Angioedema Among Hypertensive Patients Treated with Aliskiren or Other Antihypertensive Medications in the United States
A non-interventional study suggested that use of angiotensin-converting enzyme inhibitors (ACEIs) or aliskiren was associated with an angioedema risk three times that of beta-blockers (BBs).
The aim was to assess angioedema incidence rates (IRs) and the relative angioedema risk of aliskiren compared to other antihypertensive drugs (AHDs).
A cohort study in hypertensive patients with an AHD prescription between 2007 and 2012 was conducted using data from the US PharMetrics Plus™ claims database. Angioedema was identified using the International Classification of Diseases, Ninth Revision, Clinical Modification (ICD-9CM) code 995.1. Additionally, a nested case–control analysis was conducted to assess the relative angioedema risk of aliskiren or other AHDs versus BBs.
A total of 3,090,114 patients were included (aliskiren n = 30,720). There were 15,744 angioedema events (IR 2.28/1000 person-years; 95% confidence interval (CI) 2.24–2.32). Aliskiren IRs were: any aliskiren 2.58 (2.08–3.17), aliskiren monotherapy 1.71 (0.74–3.37), aliskiren fixed-dose combination (FDC) 1.27 (0.41–2.96), and aliskiren free-standing combination (FSC) 2.93 (2.31–3.66). The case–control analysis included 15,100 angioedema cases and 60,400 controls; the angioedema risk for both aliskiren monotherapy and FDC was not significantly different from BBs [adjusted odds ratio (adjOR) 0.99 (95% CI 0.45–2.20) and 1.06 (0.40–2.76)]; aliskiren FSC was associated with an increased angioedema risk [adjOR 3.29 (2.42–4.48)], mainly driven by concomitant ACEI use [adjOR 7.03 (4.10–12.05)].

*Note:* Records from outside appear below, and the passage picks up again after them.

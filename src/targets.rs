use std::fmt;
use std::fs::File;
use std::io::{self, BufRead, BufReader};
use std::path::Path;

use crate::error::{CheckerError, CheckerResult};

/// A host/port pair read from the target list.
///
/// Neither part is validated; the prober is the one that finds out whether
/// the pair makes sense.
#[derive(Debug, Clone, PartialEq, Eq)]
pub struct AddressRecord {
    pub host: String,
    pub port: String,
}

impl AddressRecord {
    pub fn new(host: impl Into<String>, port: impl Into<String>) -> Self {
        Self {
            host: host.into(),
            port: port.into(),
        }
    }

    /// String handed to the resolver when dialing.
    pub fn authority(&self) -> String {
        format!("{}:{}", self.host, self.port)
    }
}

impl fmt::Display for AddressRecord {
    fn fmt(&self, f: &mut fmt::Formatter<'_>) -> fmt::Result {
        write!(f, "{}:{}", self.host, self.port)
    }
}

fn is_delimiter(c: char) -> bool {
    c == ':' || c.is_whitespace()
}

/// Parse one line of the target list.
///
/// Lines that do not split into exactly two tokens are skipped.
pub fn parse_line(line: &str) -> Option<AddressRecord> {
    let mut tokens = line.trim().split(is_delimiter).filter(|t| !t.is_empty());

    let host = tokens.next()?;
    let port = tokens.next()?;
    if tokens.next().is_some() {
        return None;
    }

    Some(AddressRecord::new(host, port))
}

pub fn parse_targets<R: BufRead>(reader: R) -> io::Result<Vec<AddressRecord>> {
    let mut targets = Vec::new();

    for (index, line) in reader.lines().enumerate() {
        let line = line?;
        match parse_line(&line) {
            Some(record) => targets.push(record),
            None => tracing::trace!(line = index + 1, "skipping malformed target line"),
        }
    }

    Ok(targets)
}

/// Read every target from the file at `path`, in file order.
pub fn load_targets(path: &Path) -> CheckerResult<Vec<AddressRecord>> {
    let to_error = |source| CheckerError::FileAccess {
        path: path.to_path_buf(),
        source,
    };

    let file = File::open(path).map_err(to_error)?;
    let targets = parse_targets(BufReader::new(file)).map_err(to_error)?;

    tracing::debug!(count = targets.len(), path = %path.display(), "loaded targets");
    Ok(targets)
}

The IR and risk of angioedema in patients with aliskiren monotherapy or FDC are comparable to BBs. The higher IR and risk of angioedema identified in the aliskiren FSC group may largely be driven by the concomitant use of ACEIs.
Compliance with Ethical Standards
This study was funded by Novartis Pharma AG. Salil Budhiraja, Novartis Healthcare Pvt. Ltd., Hyderabad, India provided medical writing support for this manuscript.
Conflict of interest
RGS and SLL are paid employees of Novartis Pharma; they had input into the study design, interpretation of the data, writing of the report, and the decision to submit the paper for publication. The sponsor was not involved in data collection or analysis. JRK, EW, and JY have no conflicts of interest.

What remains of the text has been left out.